Захваченный беседой с ней, тихой задушевной беседой, от которой тепло и светло становилось на сердце, я не заметил, как совсем стемнело и ночное небо все заиграло холодной россыпью звезд. Со стороны станции доносились гудки паровозов. Время от времени за колючей оградой слышался металлический, стремительно скользящий шелест. То молча, без лая бегали по проволоке собаки вокруг зоны, спущенные на ночь сторожевые псы.
Я чувствовал ласково и доверчиво прижавшееся ко мне в темноте теплое женское тело, – чувствовал, что Елизавета Михайловна, как ни странно это, но льнет ко мне. Нащупал лежавшую на колене маленькую теплую ее руку. Рука ответила мне легким пожатием. Тогда я сделал то, что полагалось теперь сделать, – обнял Елизавету Михайловну за талию, несмело и неловко. Она склонила голову мне на плечо. Мы сидели, прижавшись один к другому и притихнув, молчали; прядь ее волос, выбившаяся из-под косынки, щекотала мне щеки. Из темноты доносились скользящие по проволоке шорохи собачьих цепочек, собаки были умные, хорошо обученные, не лаяли зря, только бегали вокруг зоны и следили, не пытается ли кто выбраться на волю.

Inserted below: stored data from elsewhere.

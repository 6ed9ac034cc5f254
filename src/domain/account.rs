//! Account domain entity.
//! The balance is an opaque ciphertext produced client-side; nothing here reads it.

use chrono::{DateTime, Utc};
use serde::{Deserialize, Serialize};
use uuid::Uuid;

#[derive(Debug, Clone, PartialEq, Serialize, Deserialize, sqlx::FromRow)]
pub struct Account {
    pub user_id: String,
    pub login: String,
    pub email: String,
    pub salt: String,
    pub password_hash: String,
    pub encrypted_balance: String,
    pub created_at: DateTime<Utc>,
    pub updated_at: DateTime<Utc>,
}

/// Registration input after validation.
#[derive(Debug, Clone)]
pub struct NewAccount {
    pub login: String,
    pub email: String,
    pub salt: String,
    pub password_hash: String,
}

impl Account {
    pub fn new(input: NewAccount) -> Self {
        let now = Utc::now();
        Self {
            user_id: Uuid::new_v4().to_string(),
            login: input.login,
            email: input.email,
            salt: input.salt,
            password_hash: input.password_hash,
            encrypted_balance: String::new(),
            created_at: now,
            updated_at: now,
        }
    }
}
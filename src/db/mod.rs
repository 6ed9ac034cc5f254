use anyhow::Context;
use sqlx::migrate::Migrator;
use sqlx::postgres::{PgPool, PgPoolOptions};
use std::path::Path;

use crate::config::Config;

pub const MIGRATIONS_DIR: &str = "./migrations";

pub async fn create_pool(config: &Config) -> anyhow::Result<PgPool> {
    let pool = PgPoolOptions::new()
        .max_connections(config.database_max_connections)
        .acquire_timeout(config.store_timeout)
        .connect(config.database_url()?)
        .await
        .context("Failed to connect to the database")?;

    Ok(pool)
}

pub async fn run_migrations(pool: &PgPool) -> anyhow::Result<()> {
    let migrator = Migrator::new(Path::new(MIGRATIONS_DIR)).await?;
    migrator.run(pool).await?;
    tracing::info!("Database migrations completed");
    Ok(())
}
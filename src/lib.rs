pub mod adapters;
pub mod cli;
pub mod config;
pub mod db;
pub mod domain;
pub mod error;
pub mod gateway;
pub mod handlers;
pub mod middleware;
pub mod ports;
pub mod use_cases;
pub mod validation;

use axum::{
    extract::DefaultBodyLimit,
    http::Method,
    routing::{get, post},
    Router,
};
use std::sync::Arc;
use tower_http::cors::{Any, CorsLayer};

use crate::ports::AccountStore;
use crate::use_cases::Reconciler;

/// Stripe event payloads are a few KiB; anything larger is not a real delivery.
pub const WEBHOOK_BODY_LIMIT: usize = 64 * 1024;

/// Values the client app needs to start a card payment.
#[derive(Debug, Clone)]
pub struct ClientSettings {
    pub publishable_key: String,
    pub currency: String,
}

#[derive(Clone)]
pub struct AppState {
    pub reconciler: Arc<Reconciler>,
    pub accounts: Arc<dyn AccountStore>,
    pub client: ClientSettings,
}

pub fn create_app(state: AppState) -> Router {
    let cors = CorsLayer::new()
        .allow_origin(Any)
        .allow_methods([Method::GET, Method::POST, Method::PUT])
        .allow_headers(Any);

    Router::new()
        .route("/health", get(handlers::health))
        .route("/users", post(handlers::users::register))
        .route("/logins/:login/meta", get(handlers::users::get_user_meta))
        .route(
            "/users/:user_id/balance",
            get(handlers::users::get_balance).put(handlers::users::update_balance),
        )
        .route(
            "/users/:user_id/transactions",
            get(handlers::payments::list_transactions),
        )
        .route(
            "/payments/intents",
            post(handlers::payments::create_payment_intent),
        )
        .route("/payments/config", get(handlers::payments::payments_config))
        .route(
            "/stripe/webhook",
            post(handlers::webhook::stripe_webhook)
                .layer(DefaultBodyLimit::max(WEBHOOK_BODY_LIMIT)),
        )
        .layer(cors)
        .layer(axum::middleware::from_fn(
            middleware::request_logger::request_logger_middleware,
        ))
        .with_state(state)
}
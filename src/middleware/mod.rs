pub mod request_logger;
//! Payment processor boundary.
//!
//! `PaymentGateway` is the seam the reconciliation logic calls through:
//! creating a payment intent and authenticating webhook deliveries.
//! `StripeClient` is the production implementation.

pub mod event;
pub mod signature;
pub mod stripe;

pub use event::{PaymentIntentObject, StripeEvent};
pub use signature::{SignatureError, SignatureVerifier};
pub use stripe::{StripeClient, StripeSettings};

use async_trait::async_trait;
use serde::{Deserialize, Serialize};
use thiserror::Error;

/// Header Stripe uses to carry the webhook signature.
pub const STRIPE_SIGNATURE_HEADER: &str = "Stripe-Signature";

/// Metadata key used to correlate a payment intent with its owner.
pub const USER_ID_METADATA_KEY: &str = "user_id";

#[derive(Debug, Clone, PartialEq, Eq, Serialize, Deserialize)]
pub struct PaymentIntent {
    pub client_secret: String,
    pub payment_id: String,
}

#[derive(Error, Debug)]
pub enum GatewayError {
    #[error("Invalid payment request: {0}")]
    InvalidRequest(String),

    /// The processor did not answer in time. The intent may or may not exist remotely.
    #[error("Payment processor timed out")]
    Timeout,

    #[error("HTTP request failed: {0}")]
    Transport(String),

    #[error("Payment processor rejected the request ({status}): {message}")]
    Api { status: u16, message: String },

    #[error("Invalid response from payment processor: {0}")]
    InvalidResponse(String),

    #[error("Circuit breaker open: {0}")]
    CircuitOpen(String),
}

impl GatewayError {
    /// Failures that say something about processor health, as opposed to a bad request.
    pub fn is_outage(&self) -> bool {
        match self {
            GatewayError::Timeout | GatewayError::Transport(_) => true,
            GatewayError::Api { status, .. } => *status >= 500,
            _ => false,
        }
    }
}

impl From<reqwest::Error> for GatewayError {
    fn from(err: reqwest::Error) -> Self {
        if err.is_timeout() {
            GatewayError::Timeout
        } else if err.is_decode() {
            GatewayError::InvalidResponse(err.to_string())
        } else {
            GatewayError::Transport(err.to_string())
        }
    }
}

#[async_trait]
pub trait PaymentGateway: Send + Sync {
    /// Creates a remote payment intent tagged with `user_id` in its metadata.
    async fn create_intent(
        &self,
        user_id: &str,
        amount_minor: i64,
    ) -> Result<PaymentIntent, GatewayError>;

    /// Authenticates a raw webhook body against its signature header.
    fn verify_signature(&self, payload: &[u8], signature_header: &str)
        -> Result<(), SignatureError>;
}
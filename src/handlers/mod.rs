pub mod payments;
pub mod users;
pub mod webhook;

use crate::AppState;
use axum::{extract::State, http::StatusCode, response::IntoResponse, Json};
use serde::{Deserialize, Serialize};

#[derive(Debug, Serialize, Deserialize)]
pub struct HealthStatus {
    pub status: String,
    pub version: String,
    pub db: String,
}

pub async fn health(State(state): State<AppState>) -> impl IntoResponse {
    let db_status = match state.accounts.ping().await {
        Ok(()) => "connected",
        Err(e) => {
            tracing::warn!(error = %e, "Health check: account store unreachable");
            "disconnected"
        }
    };
    let healthy = db_status == "connected";

    let health_response = HealthStatus {
        status: if healthy { "healthy" } else { "unhealthy" }.to_string(),
        version: env!("CARGO_PKG_VERSION").to_string(),
        db: db_status.to_string(),
    };

    let status_code = if healthy {
        StatusCode::OK
    } else {
        StatusCode::SERVICE_UNAVAILABLE
    };

    (status_code, Json(health_response))
}
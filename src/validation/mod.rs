use base64::{engine::general_purpose::STANDARD, Engine as _};
use std::fmt;

use crate::domain::NewAccount;

pub const LOGIN_MAX_LEN: usize = 64;
pub const EMAIL_MAX_LEN: usize = 254;
pub const SALT_MAX_LEN: usize = 512;
pub const PASSWORD_HASH_MAX_LEN: usize = 1024;
pub const ENCRYPTED_BALANCE_MAX_LEN: usize = 4096;

#[derive(Debug, Clone, PartialEq, Eq)]
pub struct ValidationError {
    pub field: &'static str,
    pub message: String,
}

impl ValidationError {
    pub fn new(field: &'static str, message: impl Into<String>) -> Self {
        Self {
            field,
            message: message.into(),
        }
    }
}

impl fmt::Display for ValidationError {
    fn fmt(&self, f: &mut fmt::Formatter<'_>) -> fmt::Result {
        write!(f, "{}: {}", self.field, self.message)
    }
}

impl std::error::Error for ValidationError {}

pub type ValidationResult = Result<(), ValidationError>;

pub fn sanitize_string(value: &str) -> String {
    value
        .chars()
        .filter(|ch| !ch.is_control())
        .collect::<String>()
        .split_whitespace()
        .collect::<Vec<_>>()
        .join(" ")
}

pub fn validate_required(field: &'static str, value: &str) -> ValidationResult {
    if value.trim().is_empty() {
        return Err(ValidationError::new(field, "must not be empty"));
    }

    Ok(())
}

pub fn validate_max_len(field: &'static str, value: &str, max_len: usize) -> ValidationResult {
    if value.len() > max_len {
        return Err(ValidationError::new(
            field,
            format!("must be at most {} characters", max_len),
        ));
    }

    Ok(())
}

pub fn validate_email(email: &str) -> ValidationResult {
    validate_required("email", email)?;
    validate_max_len("email", email, EMAIL_MAX_LEN)?;

    let Some((local, domain)) = email.split_once('@') else {
        return Err(ValidationError::new("email", "must contain '@'"));
    };
    if local.is_empty() || !domain.contains('.') || domain.starts_with('.') || domain.ends_with('.')
    {
        return Err(ValidationError::new("email", "is not a valid address"));
    }

    Ok(())
}

pub fn validate_positive_amount(amount_minor: i64) -> ValidationResult {
    if amount_minor <= 0 {
        return Err(ValidationError::new("amount", "must be greater than zero"));
    }

    Ok(())
}

/// The balance is client-side ciphertext; only its transport encoding is checked.
pub fn validate_encrypted_balance(value: &str) -> ValidationResult {
    validate_required("encrypted_balance", value)?;
    validate_max_len("encrypted_balance", value, ENCRYPTED_BALANCE_MAX_LEN)?;

    if STANDARD.decode(value.trim()).is_err() {
        return Err(ValidationError::new("encrypted_balance", "must be base64"));
    }

    Ok(())
}

/// Validates registration fields. Salt and hash are produced by the client and
/// stored verbatim.
pub fn validate_registration(
    login: &str,
    email: &str,
    salt: &str,
    password_hash: &str,
) -> Result<NewAccount, ValidationError> {
    let login = sanitize_string(login);
    let email = email.trim().to_string();

    validate_required("login", &login)?;
    validate_max_len("login", &login, LOGIN_MAX_LEN)?;
    validate_email(&email)?;
    validate_required("salt", salt)?;
    validate_max_len("salt", salt, SALT_MAX_LEN)?;
    validate_required("password_hash", password_hash)?;
    validate_max_len("password_hash", password_hash, PASSWORD_HASH_MAX_LEN)?;

    Ok(NewAccount {
        login,
        email,
        salt: salt.to_string(),
        password_hash: password_hash.to_string(),
    })
}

«Ведь это любовь!» – думал я, смущенный и совершенно растерянный. Робкая больная любовь в карабасской преисподней, среди грязи, убожества и высохших от голода мертвецов… И чем я отвечу на нее?.. Душа была переполнена нежностью и благодарностью к прижавшейся ко мне женщине, любованием женской ее прелестью. Все было, не хватало лишь одного, к сожалению, необходимого ингредиента в той сложнейшей гамме чувств, которая называется любовью, – простой и грубой физической страсти. Я готов был молиться на Елизавету Михайловну, как молятся католики Мадонне. Но роль Мадонны не удовлетворяет любящую женщину.

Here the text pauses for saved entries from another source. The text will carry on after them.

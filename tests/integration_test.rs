mod common;

use chrono::Utc;
use pocket_wallet_core::gateway::signature::sign;
use reqwest::StatusCode;
use serde_json::{json, Value};

use common::{succeeded_event, TestApp, WEBHOOK_SECRET};

async fn setup_test_app() -> String {
    let app = TestApp::new();

    let addr = std::net::SocketAddr::from(([127, 0, 0, 1], 0));
    let server = axum::Server::bind(&addr).serve(app.router.into_make_service());
    let actual_addr = server.local_addr();

    tokio::spawn(async move {
        server.await.unwrap();
    });

    format!("http://{}", actual_addr)
}

#[tokio::test]
async fn test_full_top_up_flow() {
    let base_url = setup_test_app().await;
    let client = reqwest::Client::new();

    let res = client
        .post(format!("{}/users", base_url))
        .json(&json!({
            "login": "anna",
            "email": "anna@example.pl",
            "salt": "c2FsdA==",
            "password_hash": "argon2id$stub",
        }))
        .send()
        .await
        .unwrap();
    assert_eq!(res.status(), StatusCode::CREATED);
    let user_id = res.json::<Value>().await.unwrap()["user_id"]
        .as_str()
        .unwrap()
        .to_string();

    let res = client
        .post(format!("{}/payments/intents", base_url))
        .json(&json!({ "user_id": user_id, "amount": 2500 }))
        .send()
        .await
        .unwrap();
    assert_eq!(res.status(), StatusCode::OK);
    assert!(res.headers().contains_key("x-request-id"));
    let payment_id = res.json::<Value>().await.unwrap()["payment_id"]
        .as_str()
        .unwrap()
        .to_string();

    let payload = succeeded_event(&payment_id, &user_id, 2500);
    let res = client
        .post(format!("{}/stripe/webhook", base_url))
        .header("Stripe-Signature", sign(WEBHOOK_SECRET, Utc::now().timestamp(), &payload))
        .header("content-type", "application/json")
        .body(payload)
        .send()
        .await
        .unwrap();
    assert_eq!(res.status(), StatusCode::OK);

    let history: Value = client
        .get(format!("{}/users/{}/transactions", base_url, user_id))
        .send()
        .await
        .unwrap()
        .json()
        .await
        .unwrap();
    assert_eq!(history["total"], 1);
    assert_eq!(history["transactions"][0]["status"], "completed");
    assert_eq!(history["transactions"][0]["amount"], "25.00");
}

#[tokio::test]
async fn test_invalid_signature_over_http() {
    let base_url = setup_test_app().await;
    let client = reqwest::Client::new();

    let res = client
        .post(format!("{}/stripe/webhook", base_url))
        .header("Stripe-Signature", "t=1700000000,v1=abcdef")
        .body(r#"{"id":"evt_1","type":"payment_intent.succeeded"}"#)
        .send()
        .await
        .unwrap();

    assert_eq!(res.status(), StatusCode::BAD_REQUEST);
    let body: Value = res.json().await.unwrap();
    assert_eq!(body["status"], 400);
}
use clap::Parser;
use pocket_wallet_core::{
    adapters::{InMemoryAccountStore, InMemoryLedgerStore, PostgresAccountStore, PostgresLedgerStore},
    cli::{self, Cli, Commands, DbCommands, TxCommands},
    config::Config,
    create_app, db,
    domain::TransactionStatus,
    gateway::{PaymentGateway, StripeClient},
    ports::{AccountStore, LedgerStore},
    use_cases::Reconciler,
    AppState, ClientSettings,
};
use std::net::SocketAddr;
use std::sync::Arc;
use tracing_subscriber::{layer::SubscriberExt, util::SubscriberInitExt};

#[tokio::main]
async fn main() -> anyhow::Result<()> {
    let cli = Cli::parse();

    let config = Config::from_env()?;
    init_tracing(config.json_logs);

    match cli.command {
        None => serve(config, false).await,
        Some(Commands::Serve { in_memory }) => serve(config, in_memory).await,
        Some(Commands::Tx(TxCommands::ForceComplete { tx_id })) => {
            let store = ledger_store(&config).await?;
            cli::handle_tx_force_status(&store, tx_id, TransactionStatus::Completed).await
        }
        Some(Commands::Tx(TxCommands::ForceFail { tx_id })) => {
            let store = ledger_store(&config).await?;
            cli::handle_tx_force_status(&store, tx_id, TransactionStatus::Failed).await
        }
        Some(Commands::Db(DbCommands::Migrate)) => cli::handle_db_migrate(&config).await,
        Some(Commands::Config) => cli::handle_config_validate(&config),
        Some(Commands::SignEvent { file }) => cli::handle_sign_event(&config, &file),
    }
}

fn init_tracing(json_logs: bool) {
    let filter =
        tracing_subscriber::EnvFilter::try_from_default_env().unwrap_or_else(|_| "info".into());

    let registry = tracing_subscriber::registry().with(filter);
    if json_logs {
        registry.with(tracing_subscriber::fmt::layer().json()).init();
    } else {
        registry.with(tracing_subscriber::fmt::layer()).init();
    }
}

async fn ledger_store(config: &Config) -> anyhow::Result<PostgresLedgerStore> {
    let pool = db::create_pool(config).await?;
    Ok(PostgresLedgerStore::new(pool, config.store_timeout))
}

async fn serve(config: Config, in_memory: bool) -> anyhow::Result<()> {
    config.require_stripe_secrets()?;

    let (ledger, accounts): (Arc<dyn LedgerStore>, Arc<dyn AccountStore>) = if in_memory {
        tracing::warn!("Running with in-memory stores; data is lost on exit");
        (
            Arc::new(InMemoryLedgerStore::new()),
            Arc::new(InMemoryAccountStore::new()),
        )
    } else {
        let pool = db::create_pool(&config).await?;
        db::run_migrations(&pool).await?;
        (
            Arc::new(PostgresLedgerStore::new(pool.clone(), config.store_timeout)),
            Arc::new(PostgresAccountStore::new(pool, config.store_timeout)),
        )
    };

    let stripe = StripeClient::new(config.stripe.clone(), config.currency.clone())?;
    tracing::info!(
        api_base = %config.stripe.api_base,
        currency = %config.currency,
        "Stripe client initialized"
    );
    let gateway: Arc<dyn PaymentGateway> = Arc::new(stripe);

    let reconciler = Reconciler::new(gateway, ledger, accounts.clone(), config.currency.clone());
    let app_state = AppState {
        reconciler: Arc::new(reconciler),
        accounts,
        client: ClientSettings {
            publishable_key: config.stripe.publishable_key.clone(),
            currency: config.currency.clone(),
        },
    };
    let app = create_app(app_state);

    let addr = SocketAddr::from(([0, 0, 0, 0], config.server_port));
    tracing::info!("listening on {}", addr);

    axum::Server::bind(&addr)
        .serve(app.into_make_service())
        .with_graceful_shutdown(shutdown_signal())
        .await?;

    tracing::info!("Server stopped");
    Ok(())
}

async fn shutdown_signal() {
    if let Err(e) = tokio::signal::ctrl_c().await {
        tracing::error!(error = %e, "Failed to listen for shutdown signal");
        std::future::pending::<()>().await;
    }
    tracing::info!("Shutdown signal received");
}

У популярного в старой России норвежского писателя Кнута Гамсуна, впоследствии ставшего поклонником Гитлера, есть роман «Голод». Рассказывается там, как некий безработный интеллигент, вконец изголодавшийся – у него даже волосы вылезали, – бродит по ночным улицам столичного города и влюбляется в изящную женщину, которая случайно прошла мимо него. Он непрерывно мечтает о прекрасной незнакомке, даже дал ей фантастическое имя Иллайали.

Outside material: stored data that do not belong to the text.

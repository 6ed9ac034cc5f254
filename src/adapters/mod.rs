pub mod in_memory;
pub mod postgres_accounts;
pub mod postgres_ledger;

pub use in_memory::{InMemoryAccountStore, InMemoryLedgerStore};
pub use postgres_accounts::PostgresAccountStore;
pub use postgres_ledger::PostgresLedgerStore;

use std::future::Future;
use std::time::Duration;

use crate::ports::{StoreError, StoreResult};

impl From<sqlx::Error> for StoreError {
    fn from(err: sqlx::Error) -> Self {
        match err {
            sqlx::Error::RowNotFound => StoreError::NotFound("row not found".to_string()),
            sqlx::Error::PoolTimedOut => {
                StoreError::Timeout("timed out acquiring a connection".to_string())
            }
            sqlx::Error::Database(db_err) if db_err.is_unique_violation() => {
                StoreError::DuplicateKey(db_err.message().to_string())
            }
            other => StoreError::Database(other.to_string()),
        }
    }
}

/// Runs a query under a deadline. An elapsed deadline is reported as
/// `StoreError::Timeout`; the statement may still have committed.
pub(crate) async fn bounded<T, F>(deadline: Duration, query: F) -> StoreResult<T>
where
    F: Future<Output = Result<T, sqlx::Error>>,
{
    match tokio::time::timeout(deadline, query).await {
        Ok(result) => result.map_err(StoreError::from),
        Err(_) => Err(StoreError::Timeout(format!("no response within {:?}", deadline))),
    }
}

Все это красивое вранье. Не знает норвежский писатель Кнут Гамсун, что такое голод. Да и откуда это знать ему, европейцу? Это только мы, русские, хорошо с ним, голодом, познакомились за время революции. Голодному человеку не до любви. И не по силам она доходяге, любовь. Его мечты сосредоточены лишь на такой прозаической вещи, как возможность поесть досыта. Я жил среди людей, умиравших медленной голодной смертью, и сам умирал, я знаю. Женщин для нас не существовало. Все наши мысли, все беседы были связаны только с едой.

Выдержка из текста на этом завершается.